Poi c’è il nodo della ricapitalizzazione per adeguarsi al fair play finanziario, le nuove regole imposte dalla Uefa. Dal 2014 la somma delle differenze tra ricavi e costi dei precedenti tre esercizi (2011, 2012, 2013) deve essere maggiore di 5 milioni. Nel primo biennio (2014-2015) un’eventuale maggiore differenza rispetto a 5 milioni può essere coperta con un aumento di capitale fino a un massimo di 45 milioni. E dal 2016 l’aumento consentito si riduce a 30 milioni per un periodo di tre anni.
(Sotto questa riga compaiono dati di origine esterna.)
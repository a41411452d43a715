use std::path::PathBuf;
use thiserror::Error;

/// Reading or writing an artifact location failed.
#[derive(Debug, Error)]
pub enum StoreError {
    #[error("{location} not found")]
    NotFound { location: String },

    #[error("unsupported location {location}")]
    UnsupportedScheme { location: String },

    #[error("HTTP request for {location} failed: {message}")]
    Http { location: String, message: String },

    #[error("I/O error on {path}: {source}")]
    Io {
        path: PathBuf,
        #[source]
        source: std::io::Error,
    },
}

/// Running the container tool failed.
#[derive(Debug, Error)]
pub enum RuntimeError {
    #[error("executable {name} not found on PATH: {source}")]
    ExecutableNotFound {
        name: String,
        #[source]
        source: which::Error,
    },

    #[error("failed to start {command}: {source}")]
    Spawn {
        command: String,
        #[source]
        source: std::io::Error,
    },

    #[error("{command} exited with {code:?}: {stderr}")]
    CommandFailed {
        command: String,
        code: Option<i32>,
        stderr: String,
    },
}

/// A single asset could not be staged.
#[derive(Debug, Error)]
pub enum TransferError {
    #[error(transparent)]
    Store(#[from] StoreError),

    #[error(transparent)]
    Runtime(#[from] RuntimeError),

    #[error("invalid image reference {reference}: {reason}")]
    InvalidImageReference { reference: String, reason: String },

    #[error("no loaded image reported in output: {output}")]
    LoadedImageNotFound { output: String },

    #[error("scratch file {path}: {source}")]
    Scratch {
        path: PathBuf,
        #[source]
        source: std::io::Error,
    },
}
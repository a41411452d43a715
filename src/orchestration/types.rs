//! # Orchestration Types
//!
//! Run modes, per-task outcomes and the report a convergence run returns.

use crate::staging::InventoryAsset;
use crate::task::{Phase, TaskId, TaskOutputs};
use chrono::{DateTime, Utc};
use serde::{Deserialize, Serialize};
use std::collections::HashSet;
use std::fmt;
use std::time::Duration;

#[derive(Debug, Clone, Copy, PartialEq, Eq, Hash, Default, Serialize, Deserialize)]
#[serde(rename_all = "snake_case")]
pub enum RunMode {
    /// Render every needed change.
    #[default]
    Apply,
    /// Discover and compare only.
    DryRun,
}

/// Per-run execution options
#[derive(Debug, Clone, Default)]
pub struct RunOptions {
    pub mode: RunMode,
    /// Only visit tasks in these phases (plus whatever they link to).
    pub phases: Option<HashSet<Phase>>,
}

impl RunOptions {
    pub fn apply() -> Self {
        Self::default()
    }

    pub fn dry_run() -> Self {
        Self {
            mode: RunMode::DryRun,
            phases: None,
        }
    }

    pub fn with_phases(mut self, phases: impl IntoIterator<Item = Phase>) -> Self {
        let phases: HashSet<Phase> = phases.into_iter().collect();
        self.phases = if phases.is_empty() { None } else { Some(phases) };
        self
    }
}

/// What happened to a single task
#[derive(Debug, Clone, PartialEq, Eq, Serialize, Deserialize)]
#[serde(tag = "outcome", rename_all = "snake_case")]
pub enum TaskOutcome {
    /// Resource did not exist and was rendered.
    Created,
    /// Resource existed and the listed fields were rendered.
    Updated { fields: Vec<String> },
    /// Resource exists and matches the desired state.
    Unchanged,
    /// Existing resource adopted without mutation.
    Bound,
    /// Task lifecycle is `Ignore`.
    Ignored,
    /// Dry run: would be created.
    WouldCreate,
    /// Dry run: would be updated.
    WouldUpdate { fields: Vec<String> },
}

impl TaskOutcome {
    pub fn is_mutation(&self) -> bool {
        matches!(self, Self::Created | Self::Updated { .. })
    }
}

impl fmt::Display for TaskOutcome {
    fn fmt(&self, f: &mut fmt::Formatter<'_>) -> fmt::Result {
        match self {
            Self::Created => write!(f, "created"),
            Self::Updated { fields } => write!(f, "updated ({})", fields.join(", ")),
            Self::Unchanged => write!(f, "unchanged"),
            Self::Bound => write!(f, "bound"),
            Self::Ignored => write!(f, "ignored"),
            Self::WouldCreate => write!(f, "would create"),
            Self::WouldUpdate { fields } => write!(f, "would update ({})", fields.join(", ")),
        }
    }
}

/// Value returned by [`crate::task::Task::run`]
#[derive(Debug, Clone)]
pub struct TaskRun {
    pub outcome: TaskOutcome,
    pub outputs: TaskOutputs,
}

impl TaskRun {
    pub fn new(outcome: TaskOutcome, outputs: TaskOutputs) -> Self {
        Self { outcome, outputs }
    }
}

/// Result of one task within a run
#[derive(Debug, Clone, Serialize)]
pub struct TaskResult {
    pub task: TaskId,
    pub outcome: TaskOutcome,
    pub duration: Duration,
    pub completed_at: DateTime<Utc>,
}

#[derive(Debug, Clone, Copy, PartialEq, Eq, Serialize)]
#[serde(rename_all = "snake_case")]
pub enum PlannedAction {
    Create,
    Update,
    Bind,
    None,
}

/// A dry-run decision for one task
#[derive(Debug, Clone, PartialEq, Eq, Serialize)]
pub struct PlannedChange {
    pub task: TaskId,
    pub action: PlannedAction,
    pub fields: Vec<String>,
}

/// Everything a completed run produced
#[derive(Debug, Clone, Serialize)]
pub struct RunReport {
    pub mode: RunMode,
    pub results: Vec<TaskResult>,
    /// Artifacts the visited tasks need; filled for dry runs.
    pub inventory: Vec<InventoryAsset>,
    pub started_at: DateTime<Utc>,
    pub finished_at: DateTime<Utc>,
}

impl RunReport {
    /// Task ids in the order they were executed.
    pub fn execution_order(&self) -> Vec<&TaskId> {
        self.results.iter().map(|result| &result.task).collect()
    }

    pub fn outcome(&self, task: &TaskId) -> Option<&TaskOutcome> {
        self.results
            .iter()
            .find(|result| &result.task == task)
            .map(|result| &result.outcome)
    }

    pub fn mutation_count(&self) -> usize {
        self.results
            .iter()
            .filter(|result| result.outcome.is_mutation())
            .count()
    }

    pub fn plan(&self) -> Vec<PlannedChange> {
        self.results
            .iter()
            .map(|result| {
                let (action, fields) = match &result.outcome {
                    TaskOutcome::Created | TaskOutcome::WouldCreate => {
                        (PlannedAction::Create, Vec::new())
                    }
                    TaskOutcome::Updated { fields } | TaskOutcome::WouldUpdate { fields } => {
                        (PlannedAction::Update, fields.clone())
                    }
                    TaskOutcome::Bound => (PlannedAction::Bind, Vec::new()),
                    TaskOutcome::Unchanged | TaskOutcome::Ignored => {
                        (PlannedAction::None, Vec::new())
                    }
                };
                PlannedChange {
                    task: result.task.clone(),
                    action,
                    fields,
                }
            })
            .collect()
    }
}
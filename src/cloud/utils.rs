//! Naming helpers for provider resources.

/// Cluster names may not contain dots; `k8s.example.com` becomes `k8s-example-com`.
pub fn safe_cluster_name(cluster_name: &str) -> String {
    cluster_name.replace('.', "-")
}

/// Lowercase, dot-free name usable for any provider object.
pub fn safe_object_name(name: &str) -> String {
    safe_cluster_name(name).to_lowercase()
}

/// Final `/`-separated component of a URL or path.
pub fn last_component(value: &str) -> &str {
    match value.rfind('/') {
        Some(idx) => &value[idx + 1..],
        None => value,
    }
}

/// `us-central1-a` is in region `us-central1`. Returns `None` for a value
/// with no zone suffix.
pub fn zone_to_region(zone: &str) -> Option<&str> {
    let idx = zone.rfind('-')?;
    if idx == 0 || idx + 1 == zone.len() {
        return None;
    }
    Some(&zone[..idx])
}
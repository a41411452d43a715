//! # Apply Cluster
//!
//! Top-level command: configuration, provider clients and a cluster
//! description in, a [`RunReport`] out. Also runs the staging pipeline over
//! a dry run's inventory.

use super::engine::ConvergenceEngine;
use super::types::{RunMode, RunOptions, RunReport};
use crate::cloud::{CloudClientFactory, CloudClients, OperationPoller};
use crate::config::{ConfigurationError, ConvergeConfig};
use crate::context::Context;
use crate::error::{ConvergeError, ConvergeResult};
use crate::events::EventPublisher;
use crate::model::{default_builders, ClusterSpec, ModelBuilder};
use crate::staging::{ArtifactStore, ContainerRuntime, DockerCli, StageInventory, StageReport};
use crate::target::{ApiTarget, ConfigTarget, Target, TargetKind};
use std::sync::Arc;
use tokio_util::sync::CancellationToken;
use tracing::info;

pub struct ApplyCluster {
    config: ConvergeConfig,
    factory: Arc<dyn CloudClientFactory>,
    cluster: ClusterSpec,
    builders: Vec<Arc<dyn ModelBuilder>>,
    publisher: Option<EventPublisher>,
    cancel: CancellationToken,
}

impl ApplyCluster {
    pub fn new(
        config: ConvergeConfig,
        factory: Arc<dyn CloudClientFactory>,
        cluster: ClusterSpec,
    ) -> Self {
        Self {
            config,
            factory,
            cluster,
            builders: default_builders(),
            publisher: None,
            cancel: CancellationToken::new(),
        }
    }

    pub fn with_builders(mut self, builders: Vec<Arc<dyn ModelBuilder>>) -> Self {
        self.builders = builders;
        self
    }

    pub fn with_publisher(mut self, publisher: EventPublisher) -> Self {
        self.publisher = Some(publisher);
        self
    }

    /// Shared by the engine, the operation poller and staging.
    pub fn with_cancellation(mut self, cancel: CancellationToken) -> Self {
        self.cancel = cancel;
        self
    }

    pub fn config(&self) -> &ConvergeConfig {
        &self.config
    }

    /// Run options as configured.
    pub fn options(&self) -> RunOptions {
        let options = if self.config.engine.dry_run {
            RunOptions::dry_run()
        } else {
            RunOptions::apply()
        };
        options.with_phases(self.config.engine.phases.iter().copied())
    }

    /// A fresh context with the model built and the configured target.
    pub fn context(&self) -> ConvergeResult<Context> {
        let cloud = self.factory.clients(
            &self.cluster.project,
            &self.cluster.region(),
            &self.cluster.zone,
        )?;
        let target = self.target(&cloud);
        let mut context = Context::new(cloud, self.cluster.clone(), target);
        context.build(&self.builders)?;
        Ok(context)
    }

    fn target(&self, cloud: &CloudClients) -> Target {
        match self.config.engine.target {
            TargetKind::Api => {
                let poller = OperationPoller::from_config(
                    cloud.operations(),
                    &self.config.poller,
                    self.cancel.clone(),
                );
                Target::Api(ApiTarget::new(cloud.clone(), poller))
            }
            TargetKind::Config => {
                Target::Config(ConfigTarget::new(&self.config.engine.config_output_dir))
            }
        }
    }

    fn engine(&self) -> ConvergenceEngine {
        let engine = ConvergenceEngine::new().with_cancellation(self.cancel.clone());
        match &self.publisher {
            Some(publisher) => engine.with_publisher(publisher.clone()),
            None => engine,
        }
    }

    pub async fn run(&self) -> ConvergeResult<RunReport> {
        self.run_with(&self.options()).await
    }

    pub async fn run_with(&self, options: &RunOptions) -> ConvergeResult<RunReport> {
        info!(
            cluster = %self.cluster.name,
            project = %self.cluster.project,
            zone = %self.cluster.zone,
            mode = ?options.mode,
            "Applying cluster"
        );
        self.engine().run(self.context()?, options).await
    }

    /// Discover the artifacts the model needs without changing anything.
    pub async fn dry_run(&self) -> ConvergeResult<RunReport> {
        let options = RunOptions {
            mode: RunMode::DryRun,
            ..self.options()
        };
        self.run_with(&options).await
    }

    /// Stage a dry run's inventory with the configured container tool.
    pub async fn stage(
        &self,
        report: &RunReport,
        store: Arc<dyn ArtifactStore>,
    ) -> ConvergeResult<StageReport> {
        let docker = DockerCli::from_config(&self.config.staging).map_err(|err| {
            ConfigurationError::invalid_value("staging.docker_executable", err.to_string())
        })?;
        self.stage_inventory(report, Arc::new(docker), store).await
    }

    /// Stage a dry run's inventory into the configured destinations.
    pub async fn stage_inventory(
        &self,
        report: &RunReport,
        runtime: Arc<dyn ContainerRuntime>,
        store: Arc<dyn ArtifactStore>,
    ) -> ConvergeResult<StageReport> {
        if report.mode != RunMode::DryRun {
            return Err(ConvergeError::InvalidModel {
                reason: "staging needs the inventory of a dry run".to_string(),
            });
        }
        let mut inventory = StageInventory::from_config(&self.config.staging, runtime, store)?;
        if let Some(publisher) = &self.publisher {
            inventory = inventory.with_publisher(publisher.clone());
        }
        inventory.run(&report.inventory, &self.cancel).await
    }
}
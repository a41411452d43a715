#![allow(clippy::doc_markdown)] // Allow technical terms like Kubernetes, GKE in docs
#![allow(clippy::missing_errors_doc)] // Allow public functions without # Errors sections
#![allow(clippy::must_use_candidate)] // Allow methods without must_use when context is clear

//! # ClusterUp Core
//!
//! Declarative convergence engine for managed Kubernetes infrastructure.
//!
//! ## Overview
//!
//! A cluster description is turned into a graph of typed tasks. Each task
//! discovers its live counterpart, computes the delta against the desired
//! state and renders that delta through the run's target: direct provider
//! API calls, or a declarative configuration document applied later.
//!
//! ## Architecture
//!
//! - **Model builders** populate a [`Context`] with tasks. Tasks refer to
//!   each other only through [`LazyLink`]s.
//! - The **convergence engine** orders the graph by those links, rejects
//!   cycles before anything runs and executes tasks one at a time.
//! - The **API target** waits on every asynchronous provider operation with
//!   the [`OperationPoller`].
//! - A **dry run** yields the inventory of artifacts the cluster depends on,
//!   which the **staging pipeline** copies into operator-controlled storage.
//!
//! ## Module Organization
//!
//! - [`task`] - task contract, lifecycle, phases and links
//! - [`tasks`] - concrete resource kinds
//! - [`model`] - cluster description and model builders
//! - [`orchestration`] - task graph, engine and the apply command
//! - [`target`] - API and declarative render targets
//! - [`cloud`] - provider capabilities, operations and polling
//! - [`staging`] - artifact inventory and transferers
//! - [`config`] - layered configuration
//! - [`error`] - structured error handling
//! - [`events`] - run progress broadcasting
//!
//! ## Quick Start
//!
//! ```rust,no_run
//! use clusterup_core::cloud::MemoryCloud;
//! use clusterup_core::config::ConvergeConfig;
//! use clusterup_core::model::{ClusterSpec, InstanceGroupRole, InstanceGroupSpec};
//! use clusterup_core::orchestration::ApplyCluster;
//! use std::sync::Arc;
//!
//! # async fn example() -> Result<(), Box<dyn std::error::Error>> {
//! let cluster = ClusterSpec::new("k8s.example.com", "my-project", "us-central1-a", "1.9.7")
//!     .with_instance_group(InstanceGroupSpec::new(
//!         "nodes",
//!         InstanceGroupRole::Node,
//!         "n1-standard-2",
//!         3,
//!     ));
//!
//! let apply = ApplyCluster::new(ConvergeConfig::default(), Arc::new(MemoryCloud::new()), cluster);
//! let report = apply.run().await?;
//! println!("{} tasks, {} mutations", report.results.len(), report.mutation_count());
//! # Ok(())
//! # }
//! ```

pub mod cloud;
pub mod config;
pub mod constants;
pub mod context;
pub mod error;
pub mod events;
pub mod logging;
pub mod model;
pub mod orchestration;
pub mod staging;
pub mod target;
pub mod task;
pub mod tasks;

pub use cloud::{CloudClientFactory, CloudClients, MemoryCloud, OperationPoller};
pub use config::{ConfigManager, ConvergeConfig};
pub use context::Context;
pub use error::{ConvergeError, ConvergeResult};
pub use events::EventPublisher;
pub use model::{ClusterSpec, ModelBuilder};
pub use orchestration::{ApplyCluster, ConvergenceEngine, RunMode, RunOptions, RunReport};
pub use staging::{InventoryAsset, StageInventory};
pub use target::{Target, TargetKind};
pub use task::{DeltaTask, LazyLink, Lifecycle, Phase, Task, TaskId};
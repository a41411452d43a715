#![allow(dead_code)]

pub mod fakes;
pub mod strategies;

pub use fakes::*;

use clusterup_core::model::{ClusterSpec, InstanceGroupRole, InstanceGroupSpec};

/// A small cluster with a default pool and one extra pool.
pub fn cluster_spec(name: &str) -> ClusterSpec {
    ClusterSpec::new(name, "my-project", "us-central1-a", "1.9.7")
        .with_instance_group(InstanceGroupSpec::new(
            "master",
            InstanceGroupRole::Master,
            "n1-standard-1",
            1,
        ))
        .with_instance_group(InstanceGroupSpec::new(
            "nodes",
            InstanceGroupRole::Node,
            "n1-standard-2",
            3,
        ))
        .with_instance_group(InstanceGroupSpec::new(
            "highmem",
            InstanceGroupRole::Node,
            "n1-highmem-4",
            1,
        ))
}
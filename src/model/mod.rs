//! # Model Building
//!
//! Turns a [`ClusterSpec`] into the set of tasks one convergence run works
//! on. Each [`ModelBuilder`] owns one concern (networking, the cluster,
//! extra node pools) and inserts tasks through a [`ModelBuilderContext`].
//! Builders never read each other's tasks; every cross-task reference is a
//! [`LazyLink`](crate::task::LazyLink) resolved at run time, so the order
//! builders run in does not matter.

pub mod assets;
pub mod builders;
pub mod spec;

pub use assets::node_assets;
pub use builders::{
    default_builders, ContainerClusterModelBuilder, NetworkModelBuilder, NodePoolModelBuilder,
};
pub use spec::{AssetSources, ClusterSpec, InstanceGroupRole, InstanceGroupSpec, NetworkSpec};

use crate::error::{ConvergeError, ConvergeResult};
use crate::task::{DeltaTask, Task, TaskId, TaskNode};
use std::collections::HashMap;
use std::sync::Arc;
use tracing::debug;

/// Tasks keyed by identity, kept in insertion order.
#[derive(Debug, Default, Clone)]
pub struct TaskSet {
    tasks: Vec<Arc<dyn Task>>,
    index: HashMap<TaskId, usize>,
}

impl TaskSet {
    pub fn new() -> Self {
        Self::default()
    }

    /// Insert a task whose identity must be new.
    pub fn add(&mut self, task: Arc<dyn Task>) -> ConvergeResult<()> {
        let id = task.id();
        if self.index.contains_key(&id) {
            return Err(ConvergeError::DuplicateTask { task: id });
        }
        self.index.insert(id, self.tasks.len());
        self.tasks.push(task);
        Ok(())
    }

    /// Insert a task unless one with the same identity exists. Returns
    /// whether it was inserted.
    pub fn ensure(&mut self, task: Arc<dyn Task>) -> bool {
        let id = task.id();
        if self.index.contains_key(&id) {
            debug!(task = %id, "Task already present; keeping existing definition");
            return false;
        }
        self.index.insert(id, self.tasks.len());
        self.tasks.push(task);
        true
    }

    pub fn get(&self, id: &TaskId) -> Option<&Arc<dyn Task>> {
        self.index.get(id).map(|&idx| &self.tasks[idx])
    }

    pub fn contains(&self, id: &TaskId) -> bool {
        self.index.contains_key(id)
    }

    pub fn iter(&self) -> impl Iterator<Item = &Arc<dyn Task>> {
        self.tasks.iter()
    }

    pub fn len(&self) -> usize {
        self.tasks.len()
    }

    pub fn is_empty(&self) -> bool {
        self.tasks.is_empty()
    }
}

/// What a builder sees: the cluster description and the task set so far.
pub struct ModelBuilderContext<'a> {
    cluster: &'a ClusterSpec,
    tasks: &'a mut TaskSet,
}

impl<'a> ModelBuilderContext<'a> {
    pub fn new(cluster: &'a ClusterSpec, tasks: &'a mut TaskSet) -> Self {
        Self { cluster, tasks }
    }

    pub fn cluster(&self) -> &'a ClusterSpec {
        self.cluster
    }

    pub fn add_task<T: DeltaTask>(&mut self, task: T) -> ConvergeResult<()> {
        self.tasks.add(Arc::new(TaskNode::new(task)))
    }

    pub fn ensure_task<T: DeltaTask>(&mut self, task: T) -> bool {
        self.tasks.ensure(Arc::new(TaskNode::new(task)))
    }

    pub fn contains(&self, id: &TaskId) -> bool {
        self.tasks.contains(id)
    }
}

/// Adds the tasks for one concern of the cluster.
pub trait ModelBuilder: Send + Sync {
    fn name(&self) -> &'static str;

    fn build(&self, ctx: &mut ModelBuilderContext<'_>) -> ConvergeResult<()>;
}

#[cfg(test)]
mod tests {
    use super::*;
    use crate::tasks::Network;

    #[test]
    fn test_add_rejects_duplicates() {
        let mut tasks = TaskSet::new();
        tasks.add(Arc::new(TaskNode::new(Network::new("main")))).unwrap();
        let err = tasks
            .add(Arc::new(TaskNode::new(Network::new("main"))))
            .unwrap_err();
        assert!(matches!(err, ConvergeError::DuplicateTask { .. }));
        assert_eq!(tasks.len(), 1);
    }

    #[test]
    fn test_ensure_is_idempotent() {
        let spec = ClusterSpec::new("k8s", "p", "us-central1-a", "1.9.7");
        let mut tasks = TaskSet::new();
        let mut ctx = ModelBuilderContext::new(&spec, &mut tasks);

        assert!(ctx.ensure_task(Network::new("main")));
        assert!(!ctx.ensure_task(Network::new("main")));
        assert!(ctx.contains(&TaskId::new("Network", "main")));
        assert_eq!(tasks.len(), 1);
    }
}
Secondo i calcoli fatti dagli investitori, già quest’anno la Roma andrebbe ricapitalizzata per 50-60 milioni. E vorrebbero che i i soldi li mettesse il venditore: anche su questo punto la notte potrebbe portare consiglio. Ma al tirare delle somme, data la complessità del negoziato, potrebbe essere opportuno un rinvio di qualche settimana del termine (31 gennaio) per le offerte finali.